Scientists have discovered leukaemia-linked biomarkers present in newborns’ blood.

A new study has identified molecular markers at birth that could help detect acute lymphoblastic leukaemia (ALL), the most common cancer in children. 

The findings, published in Molecular Cancer, could enhance early diagnosis, prognosis, and treatment of a disease that remains the leading cause of cancer-related deaths among children.

The study, led by the International Agency for Research on Cancer (IARC) with 17 global partners, including the Murdoch Children’s Research Institute (MCRI) in Melbourne, aims to trace leukaemia’s origins back to birth. 

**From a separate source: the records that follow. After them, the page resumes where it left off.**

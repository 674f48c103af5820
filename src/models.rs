use serde::{Deserialize, Serialize};

pub const KEYWORD_FIELD: &str = "keyword";
pub const UPLOAD_FIELD: &str = "files";
pub const ARCHIVE_CONTENT_TYPE: &str = "application/zip";
pub const TABLE_COUNT_HEADER: &str = "X-Table-Count";

#[derive(Debug, Clone, Serialize, Deserialize, PartialEq, Eq)]
pub struct TableFailure {
    pub page: u32,
    pub table: usize,
    pub message: String,
}

#[derive(Debug, Clone, Serialize, Deserialize, PartialEq, Eq)]
pub struct DocumentSummary {
    pub document: String,
    pub exported: Vec<String>,
    pub failures: Vec<TableFailure>,
    pub error: Option<String>,
    pub notice: String,
}

#[derive(Debug, Clone, Serialize, Deserialize, PartialEq, Eq)]
pub struct ExtractionSummaryResponse {
    pub keyword: String,
    pub table_count: usize,
    pub documents: Vec<DocumentSummary>,
}

#[derive(Debug, Clone, Serialize, Deserialize, PartialEq, Eq)]
pub struct ErrorResponse {
    pub code: String,
    pub message: String,
}
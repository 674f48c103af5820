//! Finds the tables of a PDF that mention a keyword and exports each one as CSV.
//!
//! The flow per document is: open the PDF, let the PDF backend find the tables of
//! each page, keep the tables whose text contains the keyword, and store every kept
//! table through an [`ExportSink`]. The exported files of a run can then be zipped with
//! [`build_archive`] or [`archive_to_file`].

mod archive;
mod csv_out;
mod error;
mod export;
mod keyword;
mod model;
mod options;
mod pipeline;
mod record_set;
mod report;
mod source;

pub use archive::{ARCHIVE_FILE_NAME, archive_to_file, build_archive, remove_exported};
pub use error::ExtractError;
pub use export::{DirectorySink, ExportSink, MemorySink, export_file_name, export_table};
pub use keyword::{matches_keyword, table_text};
pub use model::{Cell, ExportedFile, FileLocation, MatchedTable, Row, Table};
pub use options::{
    DEFAULT_KEYWORD, DEFAULT_OUTPUT_DIR, ExtractOptions, MAX_PAGE_NUMBER, PageSelection,
    TableStrategy,
};
pub use pipeline::{extract_documents, extract_from_source, extract_input};
pub use record_set::RecordSet;
pub use report::{DocumentReport, ResultSet, TableOutcome};
pub use source::{DocumentData, DocumentInput, PdfTableSource, TableSource};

Researchers used a novel approach to examine the molecular profiles of patients from birth through diagnosis, remission, and relapse.

ALL, particularly pre-B-cell ALL, accounts for most childhood leukaemia cases. 

Although the causes are unclear, there is growing evidence that the disease begins in-utero. 

Researchers analysed DNA methylation patterns in blood and bone marrow samples, focusing on VTRNA2-1, an epigenetic marker linked to gene regulation.

VTRNA2-1 was hypermethylated in newborns who later developed ALL, with consistent results across diverse populations. 

This hypermethylation was stable over time and observed in both surrogate (blood) and target (bone marrow) tissues. 

In patients, VTRNA2-1 levels increased at diagnosis, normalised during remission, and rose again during relapse, correlating with worse survival outcomes. 

Researchers believe VTRNA2-1 could offer a target for therapy and improved patient survival.

“Epigenetic changes like DNA methylation are reversible, opening up possibilities for targeted therapies that could delay or prevent leukaemia in children,” said one researcher from IARC.

The study suggests potential for early screening, allowing at-risk children to be identified before symptoms appear. 

However, further research is needed to confirm these findings and develop screening tools for clinical use. 

Researchers are optimistic that identifying risk factors at birth could shift focus from treatment to prevention, altering the disease's trajectory.